*** Begin section ***

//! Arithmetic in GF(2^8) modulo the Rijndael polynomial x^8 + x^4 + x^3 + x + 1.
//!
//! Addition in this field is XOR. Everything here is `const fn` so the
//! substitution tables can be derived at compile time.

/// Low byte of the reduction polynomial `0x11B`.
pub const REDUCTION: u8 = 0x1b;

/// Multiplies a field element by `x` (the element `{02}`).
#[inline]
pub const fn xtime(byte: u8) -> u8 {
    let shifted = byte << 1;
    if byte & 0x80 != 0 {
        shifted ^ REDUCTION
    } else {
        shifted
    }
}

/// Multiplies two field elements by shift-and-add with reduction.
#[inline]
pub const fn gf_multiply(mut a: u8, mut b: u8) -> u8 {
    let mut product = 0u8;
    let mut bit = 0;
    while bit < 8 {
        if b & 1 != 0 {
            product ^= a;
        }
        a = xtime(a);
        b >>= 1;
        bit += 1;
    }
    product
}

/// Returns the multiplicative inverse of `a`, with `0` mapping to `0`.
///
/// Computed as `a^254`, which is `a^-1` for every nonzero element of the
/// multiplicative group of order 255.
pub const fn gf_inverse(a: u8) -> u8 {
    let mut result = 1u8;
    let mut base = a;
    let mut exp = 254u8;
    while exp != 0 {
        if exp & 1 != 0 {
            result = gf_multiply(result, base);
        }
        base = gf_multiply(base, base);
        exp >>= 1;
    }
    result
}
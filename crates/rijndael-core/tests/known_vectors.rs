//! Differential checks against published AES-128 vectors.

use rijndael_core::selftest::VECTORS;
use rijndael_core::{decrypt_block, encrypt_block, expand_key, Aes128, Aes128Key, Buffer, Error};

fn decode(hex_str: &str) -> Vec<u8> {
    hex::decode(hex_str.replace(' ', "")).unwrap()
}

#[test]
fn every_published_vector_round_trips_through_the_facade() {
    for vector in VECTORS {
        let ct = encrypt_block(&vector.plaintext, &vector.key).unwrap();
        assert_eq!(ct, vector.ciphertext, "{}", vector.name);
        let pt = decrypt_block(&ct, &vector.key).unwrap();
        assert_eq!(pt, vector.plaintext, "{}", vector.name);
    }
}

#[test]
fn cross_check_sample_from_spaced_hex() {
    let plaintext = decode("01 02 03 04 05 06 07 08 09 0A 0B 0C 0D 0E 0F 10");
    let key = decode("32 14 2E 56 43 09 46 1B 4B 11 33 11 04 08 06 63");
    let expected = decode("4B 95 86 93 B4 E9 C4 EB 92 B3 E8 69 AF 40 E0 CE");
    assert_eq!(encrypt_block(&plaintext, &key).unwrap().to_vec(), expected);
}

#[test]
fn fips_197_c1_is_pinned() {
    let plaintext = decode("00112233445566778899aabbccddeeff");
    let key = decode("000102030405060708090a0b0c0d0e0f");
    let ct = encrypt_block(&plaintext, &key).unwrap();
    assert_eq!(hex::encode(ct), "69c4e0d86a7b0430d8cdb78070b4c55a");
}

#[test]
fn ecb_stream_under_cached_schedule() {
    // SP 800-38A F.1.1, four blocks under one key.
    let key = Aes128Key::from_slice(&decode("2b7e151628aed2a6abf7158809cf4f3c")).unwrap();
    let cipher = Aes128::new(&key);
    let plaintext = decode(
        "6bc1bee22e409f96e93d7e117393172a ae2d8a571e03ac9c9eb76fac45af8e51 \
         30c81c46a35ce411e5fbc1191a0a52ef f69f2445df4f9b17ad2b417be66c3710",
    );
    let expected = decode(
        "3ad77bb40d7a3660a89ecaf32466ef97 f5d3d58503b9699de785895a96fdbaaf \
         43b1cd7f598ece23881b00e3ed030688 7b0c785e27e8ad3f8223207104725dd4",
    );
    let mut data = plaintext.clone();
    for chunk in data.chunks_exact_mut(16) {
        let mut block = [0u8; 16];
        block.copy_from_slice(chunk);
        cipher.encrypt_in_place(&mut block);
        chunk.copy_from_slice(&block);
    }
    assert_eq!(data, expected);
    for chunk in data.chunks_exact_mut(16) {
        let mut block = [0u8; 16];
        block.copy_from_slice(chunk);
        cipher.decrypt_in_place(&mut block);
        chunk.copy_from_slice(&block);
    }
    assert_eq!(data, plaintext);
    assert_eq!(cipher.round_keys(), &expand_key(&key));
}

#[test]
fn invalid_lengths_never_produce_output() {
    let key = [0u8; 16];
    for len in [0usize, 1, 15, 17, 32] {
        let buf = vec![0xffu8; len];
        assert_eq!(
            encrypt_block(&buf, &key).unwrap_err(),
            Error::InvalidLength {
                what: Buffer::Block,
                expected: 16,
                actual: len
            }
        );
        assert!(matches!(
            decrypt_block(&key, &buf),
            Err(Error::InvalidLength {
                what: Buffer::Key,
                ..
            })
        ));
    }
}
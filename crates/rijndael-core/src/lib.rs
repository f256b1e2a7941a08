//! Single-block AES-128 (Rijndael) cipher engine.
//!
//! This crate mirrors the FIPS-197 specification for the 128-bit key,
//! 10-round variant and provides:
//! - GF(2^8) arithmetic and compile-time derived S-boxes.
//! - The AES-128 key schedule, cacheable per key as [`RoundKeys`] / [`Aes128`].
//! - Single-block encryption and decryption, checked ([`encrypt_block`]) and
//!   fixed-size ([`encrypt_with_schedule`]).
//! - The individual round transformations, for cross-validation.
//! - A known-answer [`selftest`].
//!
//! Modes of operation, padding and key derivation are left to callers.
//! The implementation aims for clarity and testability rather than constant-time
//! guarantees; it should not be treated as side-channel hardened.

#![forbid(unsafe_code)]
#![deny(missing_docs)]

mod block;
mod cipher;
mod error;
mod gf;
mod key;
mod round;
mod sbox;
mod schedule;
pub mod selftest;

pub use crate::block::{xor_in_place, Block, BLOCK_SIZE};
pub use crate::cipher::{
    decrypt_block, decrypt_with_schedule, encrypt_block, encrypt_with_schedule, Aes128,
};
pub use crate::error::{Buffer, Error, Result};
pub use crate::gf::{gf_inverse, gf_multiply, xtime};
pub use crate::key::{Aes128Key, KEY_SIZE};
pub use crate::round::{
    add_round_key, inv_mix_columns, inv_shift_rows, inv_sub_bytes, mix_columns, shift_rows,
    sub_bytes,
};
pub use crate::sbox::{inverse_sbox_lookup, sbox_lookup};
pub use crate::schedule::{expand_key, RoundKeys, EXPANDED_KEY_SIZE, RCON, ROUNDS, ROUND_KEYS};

*** End section ***

EXERCISE DIRECTIONS: Please return all of the records exactly.

RESPONSE BOX:
//! Arithmetic in GF(2^8) modulo the Rijndael polynomial x^8 + x^4 + x^3 + x + 1.
//!
//! Addition in this field is XOR. Everything here is `const fn` so the
//! substitution tables can be derived at compile time.

/// Low byte of the reduction polynomial `0x11B`.
pub const REDUCTION: u8 = 0x1b;

/// Multiplies a field element by `x` (the element `{02}`).
#[inline]
pub const fn xtime(byte: u8) -> u8 {
    let shifted = byte << 1;
    if byte & 0x80 != 0 {
        shifted ^ REDUCTION
    } else {
        shifted
    }
}

/// Multiplies two field elements by shift-and-add with reduction.
#[inline]
pub const fn gf_multiply(mut a: u8, mut b: u8) -> u8 {
    let mut product = 0u8;
    let mut bit = 0;
    while bit < 8 {
        if b & 1 != 0 {
            product ^= a;
        }
        a = xtime(a);
        b >>= 1;
        bit += 1;
    }
    product
}

/// Returns the multiplicative inverse of `a`, with `0` mapping to `0`.
///
/// Computed as `a^254`, which is `a^-1` for every nonzero element of the
/// multiplicative group of order 255.
pub const fn gf_inverse(a: u8) -> u8 {
    let mut result = 1u8;
    let mut base = a;
    let mut exp = 254u8;
    while exp != 0 {
        if exp & 1 != 0 {
            result = gf_multiply(result, base);
        }
        base = gf_multiply(base, base);
        exp >>= 1;
    }
    result
}
filename crates/rijndael-core/tests/known_vectors.rs
//! Differential checks against published AES-128 vectors.

use rijndael_core::selftest::VECTORS;
use rijndael_core::{decrypt_block, encrypt_block, expand_key, Aes128, Aes128Key, Buffer, Error};

fn decode(hex_str: &str) -> Vec<u8> {
    hex::decode(hex_str.replace(' ', "")).unwrap()
}

#[test]
fn every_published_vector_round_trips_through_the_facade() {
    for vector in VECTORS {
        let ct = encrypt_block(&vector.plaintext, &vector.key).unwrap();
        assert_eq!(ct, vector.ciphertext, "{}", vector.name);
        let pt = decrypt_block(&ct, &vector.key).unwrap();
        assert_eq!(pt, vector.plaintext, "{}", vector.name);
    }
}

#[test]
fn cross_check_sample_from_spaced_hex() {
    let plaintext = decode("01 02 03 04 05 06 07 08 09 0A 0B 0C 0D 0E 0F 10");
    let key = decode("32 14 2E 56 43 09 46 1B 4B 11 33 11 04 08 06 63");
    let expected = decode("4B 95 86 93 B4 E9 C4 EB 92 B3 E8 69 AF 40 E0 CE");
    assert_eq!(encrypt_block(&plaintext, &key).unwrap().to_vec(), expected);
}

#[test]
fn fips_197_c1_is_pinned() {
    let plaintext = decode("00112233445566778899aabbccddeeff");
    let key = decode("000102030405060708090a0b0c0d0e0f");
    let ct = encrypt_block(&plaintext, &key).unwrap();
    assert_eq!(hex::encode(ct), "69c4e0d86a7b0430d8cdb78070b4c55a");
}

#[test]
fn ecb_stream_under_cached_schedule() {
    // SP 800-38A F.1.1, four blocks under one key.
    let key = Aes128Key::from_slice(&decode("2b7e151628aed2a6abf7158809cf4f3c")).unwrap();
    let cipher = Aes128::new(&key);
    let plaintext = decode(
        "6bc1bee22e409f96e93d7e117393172a ae2d8a571e03ac9c9eb76fac45af8e51 \
         30c81c46a35ce411e5fbc1191a0a52ef f69f2445df4f9b17ad2b417be66c3710",
    );
    let expected = decode(
        "3ad77bb40d7a3660a89ecaf32466ef97 f5d3d58503b9699de785895a96fdbaaf \
         43b1cd7f598ece23881b00e3ed030688 7b0c785e27e8ad3f8223207104725dd4",
    );
    let mut data = plaintext.clone();
    for chunk in data.chunks_exact_mut(16) {
        let mut block = [0u8; 16];
        block.copy_from_slice(chunk);
        cipher.encrypt_in_place(&mut block);
        chunk.copy_from_slice(&block);
    }
    assert_eq!(data, expected);
    for chunk in data.chunks_exact_mut(16) {
        let mut block = [0u8; 16];
        block.copy_from_slice(chunk);
        cipher.decrypt_in_place(&mut block);
        chunk.copy_from_slice(&block);
    }
    assert_eq!(data, plaintext);
    assert_eq!(cipher.round_keys(), &expand_key(&key));
}

#[test]
fn invalid_lengths_never_produce_output() {
    let key = [0u8; 16];
    for len in [0usize, 1, 15, 17, 32] {
        let buf = vec![0xffu8; len];
        assert_eq!(
            encrypt_block(&buf, &key).unwrap_err(),
            Error::InvalidLength {
                what: Buffer::Block,
                expected: 16,
                actual: len
            }
        );
        assert!(matches!(
            decrypt_block(&key, &buf),
            Err(Error::InvalidLength {
                what: Buffer::Key,
                ..
            })
        ));
    }
}
filename crates/rijndael-core/src/lib.rs
repository f256b1e2a7941a08
//! Single-block AES-128 (Rijndael) cipher engine.
//!
//! This crate mirrors the FIPS-197 specification for the 128-bit key,
//! 10-round variant and provides:
//! - GF(2^8) arithmetic and compile-time derived S-boxes.
//! - The AES-128 key schedule, cacheable per key as [`RoundKeys`] / [`Aes128`].
//! - Single-block encryption and decryption, checked ([`encrypt_block`]) and
//!   fixed-size ([`encrypt_with_schedule`]).
//! - The individual round transformations, for cross-validation.
//! - A known-answer [`selftest`].
//!
//! Modes of operation, padding and key derivation are left to callers.
//! The implementation aims for clarity and testability rather than constant-time
//! guarantees; it should not be treated as side-channel hardened.

#![forbid(unsafe_code)]
#![deny(missing_docs)]

mod block;
mod cipher;
mod error;
mod gf;
mod key;
mod round;
mod sbox;
mod schedule;
pub mod selftest;

pub use crate::block::{xor_in_place, Block, BLOCK_SIZE};
pub use crate::cipher::{
    decrypt_block, decrypt_with_schedule, encrypt_block, encrypt_with_schedule, Aes128,
};
pub use crate::error::{Buffer, Error, Result};
pub use crate::gf::{gf_inverse, gf_multiply, xtime};
pub use crate::key::{Aes128Key, KEY_SIZE};
pub use crate::round::{
    add_round_key, inv_mix_columns, inv_shift_rows, inv_sub_bytes, mix_columns, shift_rows,
    sub_bytes,
};
pub use crate::sbox::{inverse_sbox_lookup, sbox_lookup};
pub use crate::schedule::{expand_key, RoundKeys, EXPANDED_KEY_SIZE, RCON, ROUNDS, ROUND_KEYS};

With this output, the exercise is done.